[Opening INPUT DATA section]
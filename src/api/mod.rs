// Axum web server layer

use axum::error_handling::HandleErrorLayer;
use axum::extract::{Request, State};
use axum::http::StatusCode;
use axum::middleware::Next;
use axum::routing::{get, post};
use axum::{BoxError, Router};
use std::sync::Arc;
use std::time::Duration;
use tower::ServiceBuilder;
use tower_governor::governor::GovernorConfigBuilder;
use tower_governor::key_extractor::SmartIpKeyExtractor;
use tower_governor::GovernorLayer;
use tower_http::limit::RequestBodyLimitLayer;
use tower_http::request_id::{MakeRequestUuid, PropagateRequestIdLayer, SetRequestIdLayer};
use tower_http::trace::TraceLayer;

pub mod handlers;
pub mod responses;

use crate::auth::audit::AuditLogger;
use crate::auth::token::TokenHash;
use crate::auth::trusted_hosts::HostFilter;
use crate::core::errors::AppError;
use crate::core::models::User;
use chrono::{DateTime, Utc};
use uuid::Uuid;

/// Application state containing all shared dependencies
///
/// All components are wrapped in Arc for shared ownership across async tasks.
/// Components must be Send + Sync for thread safety.
#[derive(Clone)]
pub struct AppState {
    pub user_store: Arc<dyn UserStore + Send + Sync>,
    pub token_store: Arc<dyn TokenStore + Send + Sync>,
    pub audit: Arc<AuditLogger>,
    pub config: Arc<Config>,
}

/// Trait for user lookups
#[async_trait::async_trait]
pub trait UserStore: Send + Sync {
    async fn find_by_email(&self, email: &str) -> Result<Option<User>, AppError>;
    async fn find_by_id(&self, id: Uuid) -> Result<Option<User>, AppError>;
    /// Connectivity probe for the health endpoint
    async fn ping(&self) -> Result<(), AppError>;
}

/// Trait for bearer token persistence
///
/// Only token hashes cross this boundary; plaintext tokens never reach a
/// store implementation.
#[async_trait::async_trait]
pub trait TokenStore: Send + Sync {
    async fn insert(
        &self,
        user_id: Uuid,
        token_hash: &TokenHash,
        expires_at: DateTime<Utc>,
    ) -> Result<(), AppError>;
    /// Resolve a token hash to a user id, ignoring revoked and expired tokens
    async fn resolve(&self, token_hash: &TokenHash) -> Result<Option<Uuid>, AppError>;
    async fn revoke(&self, token_hash: &TokenHash) -> Result<(), AppError>;
}

// Re-export Config from config module
pub use crate::config::Config;

/// Create the Axum router with all routes and middleware
///
/// Middleware stack (outermost to innermost):
/// - Trusted-host check - rejects requests with an unexpected Host header
/// - Request ID + tracing (tower-http) - request ID generation, structured logging
/// - Request timeout (tower::timeout) - global timeout, 408 on expiry
/// - Body size limit (tower-http::limit)
/// - Auth middleware - bearer token validation (skipped for public routes)
/// - Rate limiting (tower_governor) - `/api/login` only
///
/// Note: `/`, `/health` and `/api/login` bypass auth middleware.
pub fn create_router(
    app_state: AppState,
    auth_state: Option<Arc<crate::auth::middleware::AuthState>>,
) -> Router {
    let body_limit = app_state.config.body_size_limit_bytes;
    let timeout_secs = app_state.config.request_timeout_secs;
    let host_filter = HostFilter::new(&app_state.config.trusted_hosts);

    // Login is public but rate limited per client IP. The extractor reads
    // X-Forwarded-For / X-Real-IP, which the reverse proxy sets.
    let mut login_router = Router::new().route("/api/login", post(handlers::login_handler));
    let governor_conf = GovernorConfigBuilder::default()
        .per_second(app_state.config.rate_limit_per_second)
        .burst_size(app_state.config.rate_limit_burst)
        .key_extractor(SmartIpKeyExtractor)
        .finish();
    if let Some(conf) = governor_conf {
        login_router = login_router.layer(GovernorLayer {
            config: Box::leak(Box::new(conf)),
        });
    }

    let mut router = Router::new()
        .route("/", get(handlers::root_handler))
        .route("/health", get(handlers::health_handler))
        .route("/api/user", get(handlers::current_user_handler))
        .route("/api/logout", post(handlers::logout_handler))
        .merge(login_router);

    // Apply auth middleware to protected routes only
    if let Some(auth_state) = auth_state {
        router = router.route_layer(axum::middleware::from_fn_with_state(
            auth_state,
            |state: State<Arc<crate::auth::middleware::AuthState>>,
             request: Request,
             next: Next| async move {
                // Public routes skip bearer auth
                let path = request.uri().path();
                if path == "/" || path == "/health" || path == "/api/login" {
                    return Ok(next.run(request).await);
                }

                crate::auth::middleware::require_auth(state, request, next).await
            },
        ));
    }

    // Body size limit - applied inside the timeout so oversized bodies are
    // rejected with 413 before the clock matters
    router = router.layer(RequestBodyLimitLayer::new(body_limit));

    // Timeout layer with HandleErrorLayer to convert timeout errors to HTTP
    // responses. HandleErrorLayer must come BEFORE timeout to catch the error.
    let timeout_stack = ServiceBuilder::new()
        .layer(HandleErrorLayer::new(|e: BoxError| async move {
            let status = if e.is::<tower::timeout::error::Elapsed>() {
                StatusCode::REQUEST_TIMEOUT
            } else {
                StatusCode::INTERNAL_SERVER_ERROR
            };
            (status, e.to_string())
        }))
        .timeout(Duration::from_secs(timeout_secs))
        .into_inner();
    router = router.layer(timeout_stack);

    // Request IDs are minted at the edge and propagated to the response, so
    // error bodies and log lines can be correlated
    router = router.layer(
        ServiceBuilder::new()
            .layer(SetRequestIdLayer::x_request_id(MakeRequestUuid))
            .layer(TraceLayer::new_for_http())
            .layer(PropagateRequestIdLayer::x_request_id())
            .into_inner(),
    );

    // Trusted-host validation sits outermost; an empty pattern list disables it
    if !host_filter.is_empty() {
        router = router.layer(axum::middleware::from_fn_with_state(
            Arc::new(host_filter),
            crate::auth::trusted_hosts::trusted_host_middleware,
        ));
    }

    router.with_state(app_state)
}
[Closing INPUT DATA section]
REQUIRED ACTION:
For this exercise, gather every line of the data that contains the word "SetRequestIdLayer".

EXERCISE RESPONSE:
use tower_http::request_id::{MakeRequestUuid, PropagateRequestIdLayer, SetRequestIdLayer};
            .layer(SetRequestIdLayer::x_request_id(MakeRequestUuid))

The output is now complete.